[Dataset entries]
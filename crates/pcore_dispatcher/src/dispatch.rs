//! The dispatch pipeline itself (§4.7 "Dispatch pipeline"): capability
//! check, schema validation on the way in and out, backend handoff,
//! declared-artifact write-back, and result envelope assembly.

use crate::backend::{BackendError, ExecutionBackend};
use crate::error::DispatchError;
use crate::manifest::{find_declared_artifact_key, HandlerManifest};
use crate::schema;
use pcore_artifacts::{ArtifactBroker, WriteOptions};
use pcore_errors::ErrorEnvelope;
use pcore_protocol::ExecutionRequest;
use serde::Serialize;
use serde_json::Value;
use std::sync::Arc;
use std::time::Instant;
use tracing::warn;

/// What a request needs beyond the wire-level [`ExecutionRequest`]: the
/// handler's declared manifest and the deadline to enforce.
pub struct DispatchArgs {
    pub request: ExecutionRequest,
    pub manifest: HandlerManifest,
    pub timeout_ms: u64,
}

#[derive(Debug, Clone, Serialize)]
pub struct ExecutionMetrics {
    pub time_ms: u64,
}

/// `{ok:true, data, metrics, ...}` or `{ok:false, error, metrics, ...}`
/// (§4.7 step 8). `logs`/`profile` are left for an embedder to attach;
/// this crate never produces either.
#[derive(Debug, Clone, Serialize)]
pub struct ExecutionEnvelope {
    pub ok: bool,
    #[serde(skip_serializing_if = "Option::is_none")]
    pub data: Option<Value>,
    #[serde(skip_serializing_if = "Option::is_none")]
    pub error: Option<ErrorEnvelope>,
    pub metrics: ExecutionMetrics,
}

impl ExecutionEnvelope {
    fn ok(data: Value, time_ms: u64) -> Self {
        Self { ok: true, data: Some(data), error: None, metrics: ExecutionMetrics { time_ms } }
    }

    fn err(error: ErrorEnvelope, time_ms: u64) -> Self {
        Self { ok: false, data: None, error: Some(error), metrics: ExecutionMetrics { time_ms } }
    }
}

/// Ties a chosen [`ExecutionBackend`] to the artifact broker the
/// write-back step (§4.7 step 7) publishes through. One dispatcher per
/// backend/broker pair; an embedder that serves more than one backend
/// mode builds one of these per mode.
pub struct Dispatcher {
    backend: Arc<dyn ExecutionBackend>,
    artifact_broker: Arc<ArtifactBroker>,
}

impl Dispatcher {
    pub fn new(backend: Arc<dyn ExecutionBackend>, artifact_broker: Arc<ArtifactBroker>) -> Self {
        Self { backend, artifact_broker }
    }

    pub async fn execute(&self, args: DispatchArgs) -> ExecutionEnvelope {
        let started = Instant::now();
        match self.run_pipeline(args).await {
            Ok(data) => ExecutionEnvelope::ok(data, started.elapsed().as_millis() as u64),
            Err(envelope) => ExecutionEnvelope::err(envelope, started.elapsed().as_millis() as u64),
        }
    }

    async fn run_pipeline(&self, args: DispatchArgs) -> Result<Value, ErrorEnvelope> {
        let DispatchArgs { request, manifest, timeout_ms } = args;

        // Step 1: the chain's own time budget can only shrink the
        // caller's requested deadline, never extend it.
        let effective_timeout = timeout_ms.min(request.chain_limits.max_chain_time_ms);

        // Step 2: the artifact broker is the only broker this crate
        // builds; an invoke broker requires a plugin registry this
        // crate never holds, and the analytics emitter is an external
        // collaborator out of scope here.

        // Step 3: capability check.
        let missing = manifest.missing_capabilities(&request.permissions.capabilities);
        if !missing.is_empty() {
            return Err(DispatchError::CapabilityMissing(missing).into_envelope());
        }

        // Step 4: input schema validation.
        if let Some(schema) = &manifest.input_schema {
            schema::validate(schema, &request.input).map_err(|message| DispatchError::InputSchemaInvalid(message).into_envelope())?;
        }

        // Step 5: hand off to the selected backend.
        let plugin_id = request.plugin_id.clone();
        let outcome = self
            .backend
            .execute(request, effective_timeout)
            .await
            .map_err(|err| self.backend_error_envelope(err))?;

        // Step 6: output schema validation.
        if let Some(schema) = &manifest.output_schema {
            schema::validate(schema, &outcome.output).map_err(|message| DispatchError::OutputSchemaInvalid(message).into_envelope())?;
        }

        // Step 7: declared-artifact write-back.
        for id in &manifest.declared_artifacts {
            if let Some((_, value)) = find_declared_artifact_key(&outcome.output, id) {
                self.publish_declared_artifact(&plugin_id, id, value).await;
            }
        }

        Ok(outcome.output)
    }

    async fn publish_declared_artifact(&self, plugin_id: &pcore_ids::PluginId, id: &str, value: &Value) {
        let uri = pcore_artifacts::ArtifactUri { plugin_id: plugin_id.clone(), logical: id.to_string() };
        let write_entries = vec![pcore_protocol::ArtifactWriteEntry {
            to: pcore_protocol::ArtifactOwner::SelfOwned,
            paths: vec!["**".into()],
        }];
        let bytes = match serde_json::to_vec(value) {
            Ok(bytes) => bytes,
            Err(err) => {
                warn!(artifact_id = id, error = %err, "declared artifact value did not serialise, skipping write-back");
                return;
            }
        };
        let opts = WriteOptions { content_type: "application/json".into(), ..Default::default() };
        if let Err(err) = self.artifact_broker.write(&uri, &bytes, plugin_id.clone(), &write_entries, plugin_id, opts).await {
            warn!(artifact_id = id, error = %err, "failed to publish declared artifact");
        }
    }

    fn backend_error_envelope(&self, err: BackendError) -> ErrorEnvelope {
        DispatchError::from(err).into_envelope()
    }
}

#[cfg(test)]
mod tests {
    use super::*;
    use crate::backend::{InProcessBackend, RemoteBackend};
    use pcore_errors::ErrorCode;
    use pcore_protocol::HandlerRef;
    use pcore_worker::{HandlerContext, StaticHandlerRegistry};
    use tempfile::tempdir;

    fn broker() -> (Arc<ArtifactBroker>, tempfile::TempDir) {
        let dir = tempdir().unwrap();
        (Arc::new(ArtifactBroker::new(dir.path().to_path_buf())), dir)
    }

    #[tokio::test]
    async fn successful_dispatch_assembles_ok_envelope() {
        let registry = StaticHandlerRegistry::new().register(
            "index.js",
            "run",
            Arc::new(|input: Value, _ctx: Arc<HandlerContext>| async move { Ok(input) }),
        );
        let (broker, _dir) = broker();
        let backend = Arc::new(InProcessBackend::new(Arc::new(registry), Arc::clone(&broker), false));
        let dispatcher = Dispatcher::new(backend, broker);

        let mut request = crate::test_support::sample_request("acme/formatter");
        request.handler_ref = HandlerRef { file: "index.js".into(), export: "run".into() };
        request.input = serde_json::json!({"value": 7});

        let envelope = dispatcher
            .execute(DispatchArgs { request, manifest: HandlerManifest::default(), timeout_ms: 5_000 })
            .await;
        assert!(envelope.ok);
        assert_eq!(envelope.data.unwrap(), serde_json::json!({"value": 7}));
    }

    #[tokio::test]
    async fn missing_capability_short_circuits_before_backend() {
        let (broker, _dir) = broker();
        let backend = Arc::new(RemoteBackend);
        let dispatcher = Dispatcher::new(backend, broker);

        let request = crate::test_support::sample_request("acme/formatter");
        let manifest = HandlerManifest { required_capabilities: vec!["shell:exec".into()], ..Default::default() };

        let envelope = dispatcher.execute(DispatchArgs { request, manifest, timeout_ms: 1_000 }).await;
        assert!(!envelope.ok);
        assert_eq!(envelope.error.unwrap().code, ErrorCode::CapabilityMissing);
    }

    #[tokio::test]
    async fn input_schema_violation_is_reported() {
        let (broker, _dir) = broker();
        let registry = StaticHandlerRegistry::new();
        let backend = Arc::new(InProcessBackend::new(Arc::new(registry), Arc::clone(&broker), false));
        let dispatcher = Dispatcher::new(backend, broker);

        let mut request = crate::test_support::sample_request("acme/formatter");
        request.input = serde_json::json!({});
        let manifest = HandlerManifest {
            input_schema: Some(serde_json::json!({
                "type": "object",
                "required": ["value"]
            })),
            ..Default::default()
        };

        let envelope = dispatcher.execute(DispatchArgs { request, manifest, timeout_ms: 1_000 }).await;
        assert!(!envelope.ok);
        assert_eq!(envelope.error.unwrap().code, ErrorCode::SchemaValidationFailed);
    }

    #[tokio::test]
    async fn declared_artifact_is_published_after_success() {
        let registry = StaticHandlerRegistry::new().register(
            "index.js",
            "run",
            Arc::new(|_input: Value, _ctx: Arc<HandlerContext>| async move {
                Ok(serde_json::json!({"reportSummary": {"total": 3}}))
            }),
        );
        let (broker, _dir) = broker();
        let backend = Arc::new(InProcessBackend::new(Arc::new(registry), Arc::clone(&broker), false));
        let dispatcher = Dispatcher::new(backend, Arc::clone(&broker));

        let mut request = crate::test_support::sample_request("acme/formatter");
        request.handler_ref = HandlerRef { file: "index.js".into(), export: "run".into() };
        let manifest = HandlerManifest { declared_artifacts: vec!["report-summary".into()], ..Default::default() };

        let envelope = dispatcher.execute(DispatchArgs { request, manifest, timeout_ms: 5_000 }).await;
        assert!(envelope.ok);

        let uri = pcore_artifacts::ArtifactUri::parse("artifact://acme/formatter/report-summary").unwrap();
        let read_entries =
            vec![pcore_protocol::ArtifactReadEntry { from: pcore_protocol::ArtifactOwner::SelfOwned, paths: vec!["**".into()], allowed_types: None }];
        let (data, _meta) = broker.read(&uri, &read_entries, None, &pcore_ids::PluginId::from("acme/formatter")).await.unwrap();
        assert_eq!(data, serde_json::to_vec(&serde_json::json!({"total": 3})).unwrap());
    }

    #[tokio::test]
    async fn remote_backend_error_propagates_as_not_implemented() {
        let (broker, _dir) = broker();
        let dispatcher = Dispatcher::new(Arc::new(RemoteBackend), broker);
        let request = crate::test_support::sample_request("acme/formatter");

        let envelope = dispatcher
            .execute(DispatchArgs { request, manifest: HandlerManifest::default(), timeout_ms: 1_000 })
            .await;
        assert!(!envelope.ok);
        assert_eq!(envelope.error.unwrap().code, ErrorCode::NotImplemented);
    }
}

WORK REQUIRED: How many lines of the records contain "this"? Answer with the number only.

EXPECTED ANSWER: 3